*** Input for this task ***

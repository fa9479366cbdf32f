pub mod adapters;
pub mod config;
pub mod core;
pub mod domain;
pub mod utils;

#[cfg(feature = "cli")]
pub use config::CliConfig;
pub use config::TomlConfig;

pub use adapters::channel::{CommandChannel, ConfiguredChannel, ConsoleChannel, WebhookChannel};
pub use adapters::clock::{FixedClock, SystemClock};
pub use adapters::storage::LocalStorage;
pub use adapters::store::JsonContactStore;
pub use crate::core::{engine::WisherEngine, notifier::BirthdayNotifier};
pub use domain::model::{Contact, MonthDay, Persistence, RunSummary};
pub use utils::error::{Result, WisherError};
use crate::domain::ports::Storage;
use crate::utils::error::Result;
use std::fs;
use std::path::{Path, PathBuf};

#[derive(Debug, Clone)]
pub struct LocalStorage {
    base_path: PathBuf,
}

impl LocalStorage {
    pub fn new(base_path: impl Into<PathBuf>) -> Self {
        Self {
            base_path: base_path.into(),
        }
    }

    pub fn base_path(&self) -> &Path {
        &self.base_path
    }
}

impl Storage for LocalStorage {
    async fn read_file(&self, path: &str) -> Result<Vec<u8>> {
        let full_path = self.base_path.join(path);
        let data = fs::read(full_path)?;
        Ok(data)
    }

    /// 先寫暫存檔再 rename，失敗時原檔不會被截斷
    async fn write_file(&self, path: &str, data: &[u8]) -> Result<()> {
        let full_path = self.base_path.join(path);

        if let Some(parent) = full_path.parent() {
            fs::create_dir_all(parent)?;
        }

        let mut tmp_name = full_path.as_os_str().to_owned();
        tmp_name.push(".tmp");
        let tmp_path = PathBuf::from(tmp_name);

        if let Err(e) = fs::write(&tmp_path, data).and_then(|_| fs::rename(&tmp_path, &full_path)) {
            let _ = fs::remove_file(&tmp_path);
            return Err(e.into());
        }
        Ok(())
    }
}
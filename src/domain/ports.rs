use crate::domain::model::Contact;
use crate::utils::error::Result;
use async_trait::async_trait;
use chrono::NaiveDate;

/// Byte-level durable storage, paths are relative to the backend's root.
pub trait Storage: Send + Sync {
    fn read_file(&self, path: &str) -> impl std::future::Future<Output = Result<Vec<u8>>> + Send;
    fn write_file(
        &self,
        path: &str,
        data: &[u8],
    ) -> impl std::future::Future<Output = Result<()>> + Send;
}

/// Loads and persists the ordered contact sequence.
pub trait ContactStore: Send + Sync {
    fn load(&self) -> impl std::future::Future<Output = Result<Vec<Contact>>> + Send;
    fn save(&self, contacts: &[Contact]) -> impl std::future::Future<Output = Result<()>> + Send;
}

/// External system that delivers a greeting. `Err` means the attempt failed.
#[async_trait]
pub trait NotificationChannel: Send + Sync {
    async fn send(&self, address: &str, message: &str) -> Result<()>;
}

/// Source of "today" in the local calendar.
pub trait Clock: Send + Sync {
    fn today(&self) -> NaiveDate;
}
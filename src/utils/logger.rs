use tracing_subscriber::{layer::SubscriberExt, util::SubscriberInitExt, EnvFilter};

fn default_filter(verbose: bool) -> EnvFilter {
    EnvFilter::try_from_default_env().unwrap_or_else(|_| {
        if verbose {
            EnvFilter::new("birthday_wisher=debug,info")
        } else {
            EnvFilter::new("birthday_wisher=info")
        }
    })
}

pub fn init_cli_logger(verbose: bool) {
    tracing_subscriber::registry()
        .with(default_filter(verbose))
        .with(
            tracing_subscriber::fmt::layer()
                .with_target(false)
                .with_thread_ids(false)
                .with_file(false)
                .with_line_number(false)
                .compact(),
        )
        .init();
}

/// JSON 格式，適合交給 journald / 日誌收集器
pub fn init_json_logger(verbose: bool) {
    tracing_subscriber::registry()
        .with(default_filter(verbose))
        .with(
            tracing_subscriber::fmt::layer()
                .with_target(false)
                .with_thread_ids(false)
                .with_file(false)
                .with_line_number(false)
                .json(),
        )
        .init();
}
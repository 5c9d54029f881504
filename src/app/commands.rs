//! Command handlers - the list / run / add / save operations

use anyhow::Result;
use tokio::io::{AsyncBufRead, Lines};

use crate::app::{prompt, App};
use crate::assertions::{self, Check, ScriptReport, ARGS_SOURCE_EXPECTED};
use crate::constants::{DEFAULT_METHOD, DEFAULT_REQUEST_NAME, DEFAULT_SAVE_FILE};
use crate::models::{Body, Event, Header, Item, Request, Script, Url};
use crate::network;
use crate::storage;

impl App {
    /// Menu choice 1: list every request in the collection.
    pub fn list_requests(&self) {
        if self.collection.item.is_empty() {
            println!("No requests in collection.");
            return;
        }

        println!();
        println!("Requests:");
        for (i, item) in self.collection.item.iter().enumerate() {
            let r = &item.request;
            println!("{}. {} {} ({})", i + 1, r.method, r.url.raw, item.name);
        }
    }

    /// Menu choice 2: run one request by number, or every request with "0".
    pub async fn run_requests<R>(&mut self, lines: &mut Lines<R>) -> Result<()>
    where
        R: AsyncBufRead + Unpin,
    {
        if self.collection.item.is_empty() {
            println!("No requests to run.");
            return Ok(());
        }

        self.list_requests();
        prompt("Enter request number to run (0 = all): ");
        let Some(choice) = lines.next_line().await? else {
            return Ok(());
        };
        let choice = choice.trim();

        if choice == "0" {
            // Strictly sequential: the next request is not issued until the
            // previous response and its assertions are fully processed.
            for item in &self.collection.item {
                self.execute_item(item).await;
            }
        } else if let Ok(number) = choice.parse::<usize>() {
            if number >= 1 && number <= self.collection.item.len() {
                self.execute_item(&self.collection.item[number - 1]).await;
            } else {
                println!("Invalid choice.");
            }
        } else {
            println!("Invalid choice.");
        }

        Ok(())
    }

    /// Execute one item, print the response, then its assertion results.
    /// Failures are reported and the menu loop resumes.
    async fn execute_item(&self, item: &Item) {
        let request = &item.request;
        println!();
        println!("Executing: {} {}", request.method, request.url.raw);

        match network::execute_request(self.client(), request).await {
            Ok(response) => {
                println!("Status: {}", response.status);
                println!("{}", response.body);

                if let Some(events) = &item.event {
                    print_reports(&assertions::evaluate(&response, events));
                }
            }
            Err(e) => {
                tracing::warn!(name = %item.name, error = %e, "Request failed");
                println!("{e}");
            }
        }
    }

    /// Menu choice 3: interactively add a request to the collection.
    pub async fn add_request<R>(&mut self, lines: &mut Lines<R>) -> Result<()>
    where
        R: AsyncBufRead + Unpin,
    {
        prompt("Request name: ");
        let name = lines
            .next_line()
            .await?
            .unwrap_or_else(|| DEFAULT_REQUEST_NAME.to_string());

        prompt("Method (GET/POST/PUT/DELETE): ");
        let method = lines
            .next_line()
            .await?
            .map(|line| line.trim().to_uppercase())
            .filter(|m| !m.is_empty())
            .unwrap_or_else(|| DEFAULT_METHOD.to_string());

        prompt("URL: ");
        let url = lines
            .next_line()
            .await?
            .map(|line| line.trim().to_string())
            .unwrap_or_default();

        let mut headers = Vec::new();
        prompt("Add headers? (y/n): ");
        if answered_yes(lines.next_line().await?) {
            loop {
                prompt("Header key (empty to finish): ");
                let Some(key) = lines.next_line().await? else {
                    break;
                };
                let key = key.trim().to_string();
                if key.is_empty() {
                    break;
                }

                prompt("Header value: ");
                let value = lines.next_line().await?.unwrap_or_default();
                headers.push(Header::new(key, value.trim()));
            }
        }

        let mut body = None;
        if method == "POST" || method == "PUT" {
            println!("Enter request body (empty to skip):");
            if let Some(raw) = lines.next_line().await? {
                if !raw.trim().is_empty() {
                    body = Some(Body {
                        mode: String::new(),
                        raw,
                    });
                }
            }
        }

        let mut script_lines = Vec::new();
        prompt("Add post-response tests? (y/n): ");
        if answered_yes(lines.next_line().await?) {
            println!("Enter post-response script lines (empty line to finish):");
            loop {
                let Some(line) = lines.next_line().await? else {
                    break;
                };
                if line.trim().is_empty() {
                    break;
                }
                script_lines.push(line);
            }
        }

        let event = if script_lines.is_empty() {
            None
        } else {
            Some(vec![Event {
                listen: "test".to_string(),
                script: Script {
                    script_type: String::new(),
                    exec: script_lines,
                },
            }])
        };

        let item = Item {
            name: name.clone(),
            request: Request {
                method,
                url: Url::new(url),
                header: (!headers.is_empty()).then_some(headers),
                body,
            },
            event,
        };

        self.collection.item.push(item);
        tracing::info!(name = %name, "Request added");
        println!("Request '{name}' added to collection.");
        Ok(())
    }

    /// Menu choice 4: save the collection to a JSON file.
    pub async fn save_to_file<R>(&mut self, lines: &mut Lines<R>) -> Result<()>
    where
        R: AsyncBufRead + Unpin,
    {
        prompt("Enter file name to save (e.g., collection.json): ");
        let file_name = match lines.next_line().await? {
            Some(line) if !line.trim().is_empty() => line.trim().to_string(),
            _ => DEFAULT_SAVE_FILE.to_string(),
        };

        match storage::save_collection(&self.collection, &file_name) {
            Ok(()) => println!("Collection saved to {file_name}"),
            Err(e) => {
                tracing::warn!(error = %e, "Save failed");
                println!("Failed to save collection: {e}");
            }
        }

        Ok(())
    }
}

fn answered_yes(line: Option<String>) -> bool {
    line.map(|l| l.trim().eq_ignore_ascii_case("y"))
        .unwrap_or(false)
}

fn print_reports(reports: &[ScriptReport]) {
    for report in reports {
        println!();
        println!("Running post-response assertions:");

        for check in &report.checks {
            match check {
                Check::StatusOk { passed } => {
                    println!("Assert Status == 200: {}", verdict(*passed));
                }
                Check::ArgsSource { passed } => {
                    println!(
                        "Assert args.source == '{ARGS_SOURCE_EXPECTED}': {}",
                        verdict(*passed)
                    );
                }
                Check::ResponseNotJson => {
                    println!("Failed to parse JSON response for assertion.");
                }
            }
        }

        if report.unsupported {
            println!("Unsupported assertion!");
        }
    }
}

fn verdict(passed: bool) -> &'static str {
    if passed {
        "PASS"
    } else {
        "FAIL"
    }
}
use std::fmt;

use serde::de::{self, IgnoredAny, MapAccess, Visitor};
use serde::{Deserialize, Deserializer, Serialize, Serializer};

/// A Postman-style collection: metadata plus an ordered list of items.
///
/// Item order is insertion order and doubles as display/execution order.
#[derive(Clone, Debug, Serialize, Deserialize)]
pub struct Collection {
    #[serde(default, alias = "Info")]
    pub info: Info,
    #[serde(default, alias = "Item")]
    pub item: Vec<Item>,
}

/// Collection metadata, immutable after load.
#[derive(Clone, Debug, Default, Serialize, Deserialize)]
pub struct Info {
    #[serde(default, alias = "Name")]
    pub name: String,
    #[serde(default, alias = "Schema")]
    pub schema: String,
    #[serde(default, alias = "Description")]
    pub description: String,
}

/// One request definition plus its optional test-script events.
#[derive(Clone, Debug, Serialize, Deserialize)]
pub struct Item {
    #[serde(default, alias = "Name")]
    pub name: String,
    #[serde(default, alias = "Request")]
    pub request: Request,
    /// Absent is not the same as empty: items added without scripts carry
    /// no `event` key at all when the collection is saved.
    #[serde(default, alias = "Event", skip_serializing_if = "Option::is_none")]
    pub event: Option<Vec<Event>>,
}

/// An HTTP request entry. `header` and `body` are optional (absent != empty).
#[derive(Clone, Debug, Default, Serialize, Deserialize)]
pub struct Request {
    #[serde(default, alias = "Method")]
    pub method: String,
    #[serde(default, alias = "Url")]
    pub url: Url,
    #[serde(default, alias = "Header", skip_serializing_if = "Option::is_none")]
    pub header: Option<Vec<Header>>,
    #[serde(default, alias = "Body", skip_serializing_if = "Option::is_none")]
    pub body: Option<Body>,
}

/// A request URL, normalized to its raw string form.
///
/// Collections in the wild carry URLs either as a bare string or as an
/// object with a `raw` field (plus protocol/host/path breakdowns). Both
/// shapes decode into `raw`; serialization always emits the bare string,
/// so object-only fields are discarded on load and never round-trip.
#[derive(Clone, Debug, Default, PartialEq, Eq)]
pub struct Url {
    pub raw: String,
}

impl Url {
    pub fn new(raw: impl Into<String>) -> Self {
        Url { raw: raw.into() }
    }
}

impl Serialize for Url {
    fn serialize<S>(&self, serializer: S) -> Result<S::Ok, S::Error>
    where
        S: Serializer,
    {
        serializer.serialize_str(&self.raw)
    }
}

impl<'de> Deserialize<'de> for Url {
    fn deserialize<D>(deserializer: D) -> Result<Self, D::Error>
    where
        D: Deserializer<'de>,
    {
        struct UrlVisitor;

        impl<'de> Visitor<'de> for UrlVisitor {
            type Value = Url;

            fn expecting(&self, f: &mut fmt::Formatter<'_>) -> fmt::Result {
                f.write_str("a URL string or an object with a \"raw\" field")
            }

            fn visit_str<E>(self, value: &str) -> Result<Url, E>
            where
                E: de::Error,
            {
                Ok(Url::new(value))
            }

            fn visit_map<A>(self, mut map: A) -> Result<Url, A::Error>
            where
                A: MapAccess<'de>,
            {
                let mut raw = None;
                while let Some(key) = map.next_key::<String>()? {
                    if key.eq_ignore_ascii_case("raw") {
                        raw = Some(map.next_value::<String>()?);
                    } else {
                        map.next_value::<IgnoredAny>()?;
                    }
                }
                Ok(Url {
                    raw: raw.unwrap_or_default(),
                })
            }
        }

        // Any other token type (number, bool, null, array) is an error;
        // a URL value is never silently coerced.
        deserializer.deserialize_any(UrlVisitor)
    }
}

/// A single request header.
#[derive(Clone, Debug, PartialEq, Eq, Serialize, Deserialize)]
pub struct Header {
    #[serde(default, alias = "Key")]
    pub key: String,
    #[serde(default, alias = "Value")]
    pub value: String,
}

impl Header {
    pub fn new(key: impl Into<String>, value: impl Into<String>) -> Self {
        Header {
            key: key.into(),
            value: value.into(),
        }
    }
}

/// A request body.
#[derive(Clone, Debug, Default, PartialEq, Eq, Serialize, Deserialize)]
pub struct Body {
    #[serde(default, alias = "Mode")]
    pub mode: String,
    #[serde(default, alias = "Raw")]
    pub raw: String,
}

/// A script trigger attached to an item; `"test"` is the only listen
/// value the runner acts on.
#[derive(Clone, Debug, PartialEq, Eq, Serialize, Deserialize)]
pub struct Event {
    #[serde(default, alias = "Listen")]
    pub listen: String,
    #[serde(default, alias = "Script")]
    pub script: Script,
}

/// Script lines carried by an event. Lines are matched by pattern at
/// evaluation time, never executed as code.
#[derive(Clone, Debug, Default, PartialEq, Eq, Serialize, Deserialize)]
pub struct Script {
    #[serde(rename = "type", alias = "Type", default)]
    pub script_type: String,
    #[serde(default, alias = "Exec")]
    pub exec: Vec<String>,
}

/// Captured result of executing one request.
#[derive(Clone, Debug)]
pub struct Response {
    pub status: u16,
    pub body: String,
}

*** End of Input for this task ***

» **Task to complete**
Check every line of the records above for the string "passed". Copy those that hold it.

» **Task solution**
                Check::StatusOk { passed } => {
                    println!("Assert Status == 200: {}", verdict(*passed));
                Check::ArgsSource { passed } => {
                        verdict(*passed)
fn verdict(passed: bool) -> &'static str {
    if passed {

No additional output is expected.